INFORMATION SUPPLIED:
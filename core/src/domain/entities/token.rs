//! Token entities for JWT-based authentication.

use chrono::{DateTime, Duration, Utc};
use serde::{Deserialize, Serialize};
use uuid::Uuid;

use crate::errors::TokenError;

/// Default token lifetime (1 hour)
pub const DEFAULT_TOKEN_LIFETIME_SECONDS: i64 = 3600;

/// JWT issuer
pub const JWT_ISSUER: &str = "client-register";

/// JWT audience
pub const JWT_AUDIENCE: &str = "client-register-api";

/// Claims structure for JWT payload
#[derive(Debug, Clone, PartialEq, Eq, Serialize, Deserialize)]
pub struct Claims {
    /// Subject (the identity the token asserts)
    pub sub: String,

    /// Issued at timestamp
    pub iat: i64,

    /// Expiration timestamp
    pub exp: i64,

    /// Not before timestamp
    pub nbf: i64,

    /// Issuer
    pub iss: String,

    /// Audience
    pub aud: String,

    /// JWT ID (unique identifier for the token)
    pub jti: String,
}

impl Claims {
    /// Creates claims for `subject`, valid from `issued_at` for `lifetime`
    ///
    /// Fails with `InvalidLifetime` when the expiry falls outside the
    /// representable time range.
    pub fn new(
        subject: impl Into<String>,
        issued_at: DateTime<Utc>,
        lifetime: Duration,
        issuer: impl Into<String>,
        audience: impl Into<String>,
    ) -> Result<Self, TokenError> {
        let expiry = issued_at
            .checked_add_signed(lifetime)
            .ok_or(TokenError::InvalidLifetime {
                seconds: lifetime.num_seconds(),
            })?;

        Ok(Self {
            sub: subject.into(),
            iat: issued_at.timestamp(),
            exp: expiry.timestamp(),
            nbf: issued_at.timestamp(),
            iss: issuer.into(),
            aud: audience.into(),
            jti: Uuid::new_v4().to_string(),
        })
    }
}

/// A signed, time-stamped assertion of identity. Immutable once issued.
#[derive(Debug, Clone, PartialEq, Eq, Serialize, Deserialize)]
pub struct Token {
    /// The identity the token asserts
    pub subject: String,

    /// When the token was issued
    pub issued_at: DateTime<Utc>,

    /// When the token stops being valid
    pub expires_at: DateTime<Utc>,

    /// The encoded JWT
    pub payload: String,
}
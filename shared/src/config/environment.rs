//! Environment configuration module

use serde::{Deserialize, Serialize};
use std::env;

/// Application environment
#[derive(Debug, Clone, Copy, PartialEq, Eq, Default, Deserialize, Serialize)]
#[serde(rename_all = "lowercase")]
pub enum Environment {
    /// Development environment
    #[default]
    Development,
    /// Staging/test environment
    Staging,
    /// Production environment
    Production,
}

impl Environment {
    /// Check if running in production
    pub fn is_production(&self) -> bool {
        matches!(self, Environment::Production)
    }

    /// Check if running in development
    pub fn is_development(&self) -> bool {
        matches!(self, Environment::Development)
    }

    /// Get environment from ENV variable
    pub fn from_env() -> Self {
        env::var("ENVIRONMENT")
            .or_else(|_| env::var("ENV"))
            .or_else(|_| env::var("RUST_ENV"))
            .unwrap_or_else(|_| String::from("development"))
            .parse()
            .unwrap_or(Environment::Development)
    }

    /// Name of the per-environment configuration file, without extension
    pub fn config_name(&self) -> &str {
        match self {
            Environment::Development => "config.development",
            Environment::Staging => "config.staging",
            Environment::Production => "config.production",
        }
    }
}

impl std::fmt::Display for Environment {
    fn fmt(&self, f: &mut std::fmt::Formatter<'_>) -> std::fmt::Result {
        match self {
            Environment::Development => write!(f, "development"),
            Environment::Staging => write!(f, "staging"),
            Environment::Production => write!(f, "production"),
        }
    }
}

impl std::str::FromStr for Environment {
    type Err = String;

    fn from_str(s: &str) -> Result<Self, Self::Err> {
        match s.to_lowercase().as_str() {
            "development" | "dev" => Ok(Environment::Development),
            "staging" | "stage" | "test" => Ok(Environment::Staging),
            "production" | "prod" => Ok(Environment::Production),
            _ => Err(format!("Invalid environment: {}", s)),
        }
    }
}

/// Log output format
#[derive(Debug, Clone, Copy, PartialEq, Eq, Deserialize, Serialize)]
#[serde(rename_all = "lowercase")]
pub enum LogFormat {
    /// Human friendly multi-line output
    Pretty,
    /// Single-line output
    Compact,
    /// Structured JSON output
    Json,
}

/// Logging configuration
#[derive(Debug, Clone, Deserialize, Serialize)]
pub struct LoggingConfig {
    /// Log filter directive (trace, debug, info, warn, error or an `EnvFilter` string)
    pub level: String,

    /// Log format
    #[serde(default = "default_log_format")]
    pub format: LogFormat,
}

impl Default for LoggingConfig {
    fn default() -> Self {
        Self {
            level: String::from("info"),
            format: default_log_format(),
        }
    }
}

impl LoggingConfig {
    /// Create logging config for environment
    pub fn for_environment(env: Environment) -> Self {
        match env {
            Environment::Development => Self {
                level: String::from("debug"),
                format: LogFormat::Pretty,
            },
            Environment::Staging => Self {
                level: String::from("info"),
                format: LogFormat::Compact,
            },
            Environment::Production => Self {
                level: String::from("info"),
                format: LogFormat::Json,
            },
        }
    }
}

fn default_log_format() -> LogFormat {
    LogFormat::Compact
}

EXERCISE AIM:
Everything in the listing should be transcribed exactly.

WRITTEN RESPONSE:
filename core/src/domain/entities/token.rs
//! Token entities for JWT-based authentication.

use chrono::{DateTime, Duration, Utc};
use serde::{Deserialize, Serialize};
use uuid::Uuid;

use crate::errors::TokenError;

/// Default token lifetime (1 hour)
pub const DEFAULT_TOKEN_LIFETIME_SECONDS: i64 = 3600;

/// JWT issuer
pub const JWT_ISSUER: &str = "client-register";

/// JWT audience
pub const JWT_AUDIENCE: &str = "client-register-api";

/// Claims structure for JWT payload
#[derive(Debug, Clone, PartialEq, Eq, Serialize, Deserialize)]
pub struct Claims {
    /// Subject (the identity the token asserts)
    pub sub: String,

    /// Issued at timestamp
    pub iat: i64,

    /// Expiration timestamp
    pub exp: i64,

    /// Not before timestamp
    pub nbf: i64,

    /// Issuer
    pub iss: String,

    /// Audience
    pub aud: String,

    /// JWT ID (unique identifier for the token)
    pub jti: String,
}

impl Claims {
    /// Creates claims for `subject`, valid from `issued_at` for `lifetime`
    ///
    /// Fails with `InvalidLifetime` when the expiry falls outside the
    /// representable time range.
    pub fn new(
        subject: impl Into<String>,
        issued_at: DateTime<Utc>,
        lifetime: Duration,
        issuer: impl Into<String>,
        audience: impl Into<String>,
    ) -> Result<Self, TokenError> {
        let expiry = issued_at
            .checked_add_signed(lifetime)
            .ok_or(TokenError::InvalidLifetime {
                seconds: lifetime.num_seconds(),
            })?;

        Ok(Self {
            sub: subject.into(),
            iat: issued_at.timestamp(),
            exp: expiry.timestamp(),
            nbf: issued_at.timestamp(),
            iss: issuer.into(),
            aud: audience.into(),
            jti: Uuid::new_v4().to_string(),
        })
    }
}

/// A signed, time-stamped assertion of identity. Immutable once issued.
#[derive(Debug, Clone, PartialEq, Eq, Serialize, Deserialize)]
pub struct Token {
    /// The identity the token asserts
    pub subject: String,

    /// When the token was issued
    pub issued_at: DateTime<Utc>,

    /// When the token stops being valid
    pub expires_at: DateTime<Utc>,

    /// The encoded JWT
    pub payload: String,
}
filename shared/src/config/environment.rs
//! Environment configuration module

use serde::{Deserialize, Serialize};
use std::env;

/// Application environment
#[derive(Debug, Clone, Copy, PartialEq, Eq, Default, Deserialize, Serialize)]
#[serde(rename_all = "lowercase")]
pub enum Environment {
    /// Development environment
    #[default]
    Development,
    /// Staging/test environment
    Staging,
    /// Production environment
    Production,
}

impl Environment {
    /// Check if running in production
    pub fn is_production(&self) -> bool {
        matches!(self, Environment::Production)
    }

    /// Check if running in development
    pub fn is_development(&self) -> bool {
        matches!(self, Environment::Development)
    }

    /// Get environment from ENV variable
    pub fn from_env() -> Self {
        env::var("ENVIRONMENT")
            .or_else(|_| env::var("ENV"))
            .or_else(|_| env::var("RUST_ENV"))
            .unwrap_or_else(|_| String::from("development"))
            .parse()
            .unwrap_or(Environment::Development)
    }

    /// Name of the per-environment configuration file, without extension
    pub fn config_name(&self) -> &str {
        match self {
            Environment::Development => "config.development",
            Environment::Staging => "config.staging",
            Environment::Production => "config.production",
        }
    }
}

impl std::fmt::Display for Environment {
    fn fmt(&self, f: &mut std::fmt::Formatter<'_>) -> std::fmt::Result {
        match self {
            Environment::Development => write!(f, "development"),
            Environment::Staging => write!(f, "staging"),
            Environment::Production => write!(f, "production"),
        }
    }
}

impl std::str::FromStr for Environment {
    type Err = String;

    fn from_str(s: &str) -> Result<Self, Self::Err> {
        match s.to_lowercase().as_str() {
            "development" | "dev" => Ok(Environment::Development),
            "staging" | "stage" | "test" => Ok(Environment::Staging),
            "production" | "prod" => Ok(Environment::Production),
            _ => Err(format!("Invalid environment: {}", s)),
        }
    }
}

/// Log output format
#[derive(Debug, Clone, Copy, PartialEq, Eq, Deserialize, Serialize)]
#[serde(rename_all = "lowercase")]
pub enum LogFormat {
    /// Human friendly multi-line output
    Pretty,
    /// Single-line output
    Compact,
    /// Structured JSON output
    Json,
}

/// Logging configuration
#[derive(Debug, Clone, Deserialize, Serialize)]
pub struct LoggingConfig {
    /// Log filter directive (trace, debug, info, warn, error or an `EnvFilter` string)
    pub level: String,

    /// Log format
    #[serde(default = "default_log_format")]
    pub format: LogFormat,
}

impl Default for LoggingConfig {
    fn default() -> Self {
        Self {
            level: String::from("info"),
            format: default_log_format(),
        }
    }
}

impl LoggingConfig {
    /// Create logging config for environment
    pub fn for_environment(env: Environment) -> Self {
        match env {
            Environment::Development => Self {
                level: String::from("debug"),
                format: LogFormat::Pretty,
            },
            Environment::Staging => Self {
                level: String::from("info"),
                format: LogFormat::Compact,
            },
            Environment::Production => Self {
                level: String::from("info"),
                format: LogFormat::Json,
            },
        }
    }
}

fn default_log_format() -> LogFormat {
    LogFormat::Compact
}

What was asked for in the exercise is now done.